Your task.
Scan the records for "ValidationError". Report each line that includes it.

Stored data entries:
◇ ◇ ◇

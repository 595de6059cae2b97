//! Error taxonomy for the gallery core.
//!
//! Validation errors carry the exact user-facing message as their `Display`.
//! Transport errors carry diagnostic detail that only goes to the event log.

use anyhow::Error as AnyError;

#[derive(Debug, Clone, PartialEq, Eq, thiserror::Error)]
pub enum ValidationError {
    #[error("Please enter a prompt")]
    EmptyPrompt,
    #[error("Please upload an image for this model")]
    MissingReference { method: String },
    #[error("Please select a valid image file")]
    NotAnImage { mime_type: String },
    #[error("Please drop valid image files")]
    NoImageFiles,
    #[error("No images selected")]
    NoSelection,
    #[error("Image count must be between 1 and {max}")]
    InvalidCount { count: u64, max: u32 },
}

#[derive(Debug, thiserror::Error)]
pub enum TransportError {
    #[error("{endpoint} request failed ({status}): {body}")]
    Status {
        endpoint: String,
        status: u16,
        body: String,
    },
    #[error("{endpoint} request failed")]
    Network {
        endpoint: String,
        #[source]
        source: reqwest::Error,
    },
    #[error("{endpoint} returned an invalid payload: {detail}")]
    Payload { endpoint: String, detail: String },
}

impl TransportError {
    pub fn status(endpoint: impl Into<String>, status: u16, body: impl Into<String>) -> Self {
        Self::Status {
            endpoint: endpoint.into(),
            status,
            body: body.into(),
        }
    }

    pub fn payload(endpoint: impl Into<String>, detail: impl Into<String>) -> Self {
        Self::Payload {
            endpoint: endpoint.into(),
            detail: detail.into(),
        }
    }

    pub fn is_retryable(&self) -> bool {
        match self {
            Self::Status { status, .. } => *status >= 500 || *status == 429,
            Self::Network { source, .. } => {
                source.is_timeout() || source.is_connect() || source.is_request()
            }
            Self::Payload { .. } => false,
        }
    }
}

/// Upload can fail before the network (not an image) or on the wire.
#[derive(Debug, thiserror::Error)]
pub enum GatewayError {
    #[error(transparent)]
    Rejected(#[from] ValidationError),
    #[error(transparent)]
    Transport(#[from] TransportError),
}

#[derive(Debug, Clone, PartialEq, Eq, thiserror::Error)]
pub enum GenerationError {
    #[error("a request is already in flight")]
    Busy,
    #[error(transparent)]
    Invalid(#[from] ValidationError),
}

/// Flattens an error and its causes into one line for the event log.
pub fn error_chain_text(err: &(dyn std::error::Error + 'static), max_chars: usize) -> String {
    let mut parts: Vec<String> = Vec::new();
    let mut current = Some(err);
    while let Some(cause) = current {
        let text = cause.to_string();
        let trimmed = text.trim();
        if !trimmed.is_empty() && parts.last().map(String::as_str) != Some(trimmed) {
            parts.push(trimmed.to_string());
        }
        current = cause.source();
    }
    truncate_text(&parts.join(" | caused by: "), max_chars)
}

pub fn anyhow_chain_text(err: &AnyError, max_chars: usize) -> String {
    error_chain_text(err.as_ref(), max_chars)
}

pub(crate) fn truncate_text(value: &str, max_chars: usize) -> String {
    if value.chars().count() <= max_chars {
        return value.to_string();
    }
    value.chars().take(max_chars).collect::<String>() + "…"
}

◇ ◇ ◇

Answer to this task.
pub enum ValidationError {
    Rejected(#[from] ValidationError),
    Invalid(#[from] ValidationError),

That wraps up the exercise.